Figure 2: Reheat Mode
Reheat operation occurs when compressor discharge gas is routed through the reheat coil which is positioned directly downstream of the evaporator coil. When a call for reheat occurs, the 3 -Way Valve (Sol 3) diverts compressor hot gas to the reheat coil while condensing coil 1 and the reheat coil are active and the condensing coil 2 is inactive. Note: condensing coil 1 and condensing coil 2 are of equal size and volume. The reheat coil is approximately equal in volume to condenser coil 2. Refrigerant Recovery Valve #2 (Sol 2) is opened allowing refrigerant to return to the active system. Refrigerant Recovery Valve #1 (Sol 1) is closed to eliminate short circuiting during reheat operation. In each mode of operation a condenser fan motor speed control is used to control the compressor discharge pressure. The refrigerant recovery valves may be cycled to maintain refrigerant charge.

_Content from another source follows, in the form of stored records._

//! Course model and course-code parsing

use serde::{Deserialize, Serialize};

/// A parsed course code: alphabetic subject prefix plus numeric level.
///
/// Codes that do not match the `LETTERS+ NUMBER+` shape (e.g. "CPSC 110A",
/// "SCIE ONE") have no parsed form and are excluded from category matching.
#[derive(Debug, Clone, PartialEq, Eq, Hash)]
pub struct CourseCode {
    /// Subject prefix in upper case (e.g. "CPSC")
    pub subject: String,
    /// Numeric course level (e.g. 110)
    pub level: u32,
}

impl CourseCode {
    /// Parse a course code string into its subject prefix and numeric level.
    ///
    /// Accepts an optional single run of whitespace between the letters and
    /// the digits ("CPSC 110" and "CPSC110" both parse). Returns `None` for
    /// anything else; malformed codes are simply ignored by callers.
    #[must_use]
    pub fn parse(code: &str) -> Option<Self> {
        let trimmed = code.trim();
        let subject: String = trimmed
            .chars()
            .take_while(char::is_ascii_alphabetic)
            .collect();
        if subject.is_empty() {
            return None;
        }
        let rest = trimmed[subject.len()..].trim_start();
        if rest.is_empty() || !rest.chars().all(|c| c.is_ascii_digit()) {
            return None;
        }
        let level = rest.parse().ok()?;
        Some(Self {
            subject: subject.to_ascii_uppercase(),
            level,
        })
    }
}

/// Represents a course placed in a scheduled term
///
/// Immutable once placed; the calculator never mutates scheduled courses.
#[derive(Debug, Clone, PartialEq, Eq, Serialize, Deserialize)]
pub struct Course {
    /// Subject-code string (e.g. "CPSC 110")
    pub code: String,

    /// Display name (e.g. "Computation, Programs, and Programming")
    pub name: String,

    /// Credit value (positive integer)
    pub credits: u32,

    /// Faculty label (e.g. "Science"), when known
    #[serde(default)]
    pub faculty: Option<String>,

    /// Prerequisite groups - each inner list is a one-of set of course codes
    #[serde(default)]
    pub prerequisites: Vec<Vec<String>>,

    /// Corequisite groups - each inner list is a one-of set of course codes
    #[serde(default)]
    pub corequisites: Vec<Vec<String>>,
}

impl Course {
    /// Create a new course
    ///
    /// # Arguments
    /// * `code` - Subject-code string (e.g. "CPSC 110")
    /// * `name` - Full course name
    /// * `credits` - Credit value
    #[must_use]
    pub const fn new(code: String, name: String, credits: u32) -> Self {
        Self {
            code,
            name,
            credits,
            faculty: None,
            prerequisites: Vec::new(),
            corequisites: Vec::new(),
        }
    }

    /// Set the faculty label, returning the modified course
    #[must_use]
    pub fn with_faculty(mut self, faculty: &str) -> Self {
        self.faculty = Some(faculty.to_string());
        self
    }

    /// Parse this course's code into subject prefix and numeric level
    #[must_use]
    pub fn parsed_code(&self) -> Option<CourseCode> {
        CourseCode::parse(&self.code)
    }
}

#[cfg(test)]
mod tests {
    use super::*;

    #[test]
    fn parses_standard_code() {
        let code = CourseCode::parse("CPSC 110").expect("valid code");
        assert_eq!(code.subject, "CPSC");
        assert_eq!(code.level, 110);
    }

    #[test]
    fn parses_without_space() {
        let code = CourseCode::parse("MATH302").expect("valid code");
        assert_eq!(code.subject, "MATH");
        assert_eq!(code.level, 302);
    }

    #[test]
    fn uppercases_subject() {
        let code = CourseCode::parse("cpsc 110").expect("valid code");
        assert_eq!(code.subject, "CPSC");
    }

    #[test]
    fn rejects_malformed_codes() {
        assert!(CourseCode::parse("").is_none());
        assert!(CourseCode::parse("110").is_none());
        assert!(CourseCode::parse("CPSC").is_none());
        assert!(CourseCode::parse("CPSC 110A").is_none());
        assert!(CourseCode::parse("SCIE ONE").is_none());
    }

    #[test]
    fn course_creation() {
        let course = Course::new(
            "CPSC 110".to_string(),
            "Computation, Programs, and Programming".to_string(),
            4,
        )
        .with_faculty("Science");

        assert_eq!(course.code, "CPSC 110");
        assert_eq!(course.credits, 4);
        assert_eq!(course.faculty.as_deref(), Some("Science"));
        assert!(course.prerequisites.is_empty());
        assert!(course.corequisites.is_empty());
    }

    #[test]
    fn parsed_code_round_trip() {
        let course = Course::new("STAT 200".to_string(), "Elementary Statistics".to_string(), 3);
        let parsed = course.parsed_code().expect("valid code");
        assert_eq!(parsed.subject, "STAT");
        assert_eq!(parsed.level, 200);
    }
}
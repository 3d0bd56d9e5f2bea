//! Integration tests for plan file parsing

use degree_audit::core::planner::{parse_plan_str, parse_plan_toml};
use std::fs;
use tempfile::TempDir;

#[test]
fn test_parse_sample_bsc_cpsc_plan() {
    let plan_path = "samples/plans/bsc_cpsc.toml";

    let result = parse_plan_toml(plan_path);
    assert!(
        result.is_ok(),
        "Failed to parse plan TOML: {:?}",
        result.err()
    );

    let input = result.unwrap();

    assert_eq!(input.plan_name, "BSc CPSC sample plan");
    assert_eq!(input.degree.id, "bsc-cpsc");
    assert_eq!(input.degree.total_credits, 120);

    // 3 faculty-level + 14 program-level requirements, faculty first
    assert_eq!(input.degree.requirements.len(), 17);
    assert_eq!(input.degree.requirements[0].id, "communication");
    assert_eq!(input.degree.requirements[1].id, "sci-breadth");
    assert_eq!(input.degree.requirements[3].id, "cpsc-110");

    // Four scheduled terms
    assert_eq!(input.terms.len(), 4);
    assert_eq!(input.terms[0].id, "2024W1");
    assert!(input.terms[0].contains_code("CPSC 110"));
    assert_eq!(input.terms[0].total_credits(), 14);

    // Transfer flag survives the load
    assert!(input.transfer.contains("communication"));
}

#[test]
fn test_parse_nonexistent_file() {
    let result = parse_plan_toml("samples/plans/nonexistent.toml");
    assert!(result.is_err(), "Should fail for nonexistent file");
}

#[test]
fn test_parse_plan_from_temp_file() {
    let temp_dir = TempDir::new().expect("Failed to create temp dir");
    let plan_path = temp_dir.path().join("tiny.toml");

    fs::write(
        &plan_path,
        r#"
name = "Tiny Plan"

[degree]
id = "mini"
name = "Mini Degree"
total_credits = 30

[[degree.requirements]]
id = "intro"
name = "Intro Course"
kind = "required"
credits = 4
courses = ["CPSC 110"]
"#,
    )
    .expect("write plan");

    let input = parse_plan_toml(&plan_path).expect("parse plan");
    assert_eq!(input.plan_name, "Tiny Plan");
    assert_eq!(input.degree.requirements.len(), 1);
    assert!(input.terms.is_empty());
    assert!(input.transfer.is_empty());
}

#[test]
fn test_validation_reports_all_problems() {
    let bad_plan = r#"
name = "Broken Plan"

[degree]
id = "mini"
name = "Mini Degree"
total_credits = 30

[[degree.requirements]]
id = "intro"
name = "Intro Course"
kind = "required"
credits = 4
courses = ["CPSC 110"]

[[degree.requirements]]
id = "intro"
name = "Duplicate Id"
kind = "required"
credits = 3
courses = ["CPSC 121"]

[[terms]]
id = "2025W1"
label = "Winter 2025 Term 1"
year = 2025
season = "fall"

[[terms.courses]]
code = "CPSC 110"
name = "Computation"
credits = 0
"#;

    let err = parse_plan_str(bad_plan).expect_err("invalid plan must fail");
    let message = err.to_string();
    assert!(message.contains("zero credits"));
    assert!(message.contains("Duplicate requirement id"));
}
//! Report command handler

use degree_audit::config::Config;
use degree_audit::core::planner::parse_plan_toml;
use degree_audit::core::progress::compute;
use degree_audit::core::progress_export::ProgressSummary;
use degree_audit::core::report::{
    HtmlReporter, MarkdownReporter, ReportContext, ReportFormat, ReportGenerator,
};
use degree_audit::{error, info};
use std::path::{Path, PathBuf};

/// Run the report command for a single plan file.
///
/// # Arguments
/// * `input_file` - Path to the plan TOML file
/// * `output` - Optional output path; defaults to the input name with the format's extension
/// * `format` - Report format name (markdown/md or html)
/// * `config` - Configuration (unused for explicit outputs, supplies nothing else here)
pub fn run(input_file: &Path, output: Option<&Path>, format: &str, config: &Config) {
    match generate(input_file, output, format, config) {
        Ok(report_path) => println!("✓ Report generated: {}", report_path.display()),
        Err(e) => eprintln!("{e}"),
    }
}

/// Generate a report into the given reports directory, deriving the file name
/// from the input file. Used by the audit pipeline when a report format is
/// requested for several plans at once.
///
/// # Errors
/// Returns a display-ready message if parsing, rendering, or writing fails.
pub fn generate(
    input_file: &Path,
    output: Option<&Path>,
    format: &str,
    config: &Config,
) -> Result<PathBuf, String> {
    let format: ReportFormat = format
        .parse()
        .map_err(|e| format!("✗ {e} (expected markdown or html)"))?;

    let input = parse_plan_toml(input_file).map_err(|e| {
        error!("Failed to load plan {}: {e}", input_file.display());
        format!("✗ Failed to load {}: {e}", input_file.display())
    })?;

    let report = compute(&input.degree, &input.terms, &input.transfer);
    let summary = ProgressSummary::from_report(&report);
    let ctx = ReportContext::new(&input.plan_name, &input.degree, &report, &summary);

    let output_path = output.map_or_else(
        || default_report_path(input_file, format, config),
        Path::to_path_buf,
    );

    if let Some(parent) = output_path.parent() {
        if !parent.as_os_str().is_empty() {
            std::fs::create_dir_all(parent).map_err(|e| {
                format!("✗ Failed to create directory {}: {e}", parent.display())
            })?;
        }
    }

    let generator: Box<dyn ReportGenerator> = match format {
        ReportFormat::Markdown => Box::new(MarkdownReporter::new()),
        ReportFormat::Html => Box::new(HtmlReporter::new()),
    };

    generator
        .generate(&ctx, &output_path)
        .map_err(|e| format!("✗ Failed to write {}: {e}", output_path.display()))?;

    info!("Report written to {}", output_path.display());
    Ok(output_path)
}

/// Default report path: the configured reports directory (falling back to the
/// input's directory when unset) plus the input stem and format extension.
fn default_report_path(input_file: &Path, format: ReportFormat, config: &Config) -> PathBuf {
    let stem = input_file
        .file_stem()
        .map_or_else(|| "plan".to_string(), |s| s.to_string_lossy().to_string());
    let file_name = format!("{stem}.{}", format.extension());

    if config.paths.reports_dir.is_empty() {
        input_file.with_file_name(file_name)
    } else {
        PathBuf::from(&config.paths.reports_dir).join(file_name)
    }
}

- Technological Advantages with the 6.5 to 12.5-Ton MagnaDRY System:
Figure 3: Cooling Mode
Figure 3 shows the piping diagram and refrigerant flow in the cooling mode for the 6.5 to 12.5-ton MagnaDRY units. The 6.5 to 12.5-ton units use an evaporator coil, one reheat coil, and one condenser coil and are designed to operate in conjunction with separate AC only cooling system within the same unit. In the cooling mode, solenoid valve #1 opens, and solenoid valve #2 closes. Refrigerant flows from the evaporator coil to the compressor as a low temperature, low pressure vapor. After the compressor, the refrigerant becomes a high pressure, high temperature vapor and flows through the condenser coil. The refrigerant condenses back into a high pressure liquid and flows through the txv valve. The txv valve allows the refrigerant to flash into a low pressure, low temperature refrigerant as it moves into the evaporator coil. Where the cycle is repeated.
Figure 4: Reheat Mode
Figure 4 shows the piping diagram and refrigerant flow in the reheat mode for the 6.5 to 12.5-ton MagnaDRY unit. In the reheat mode, solenoid valve #1 closes, solenoid valve #2 opens. Refrigerant from the condenser coil flows back through solenoid #2, through the accumulator to the compressor. The reheat valve switches positions and the refrigerant, as a high pressure, high temperature vapor flows through the reheat coil. The reheat coil now acts as the condenser coil. The refrigerant now flows through the check valve and txv valve. The txv valve allows the low temperature, high pressure liquid to flash into a low pressure, low temperature vapor as it enters the evaporator coil. The change from cooling mode to reheat mode takes only a matter of seconds.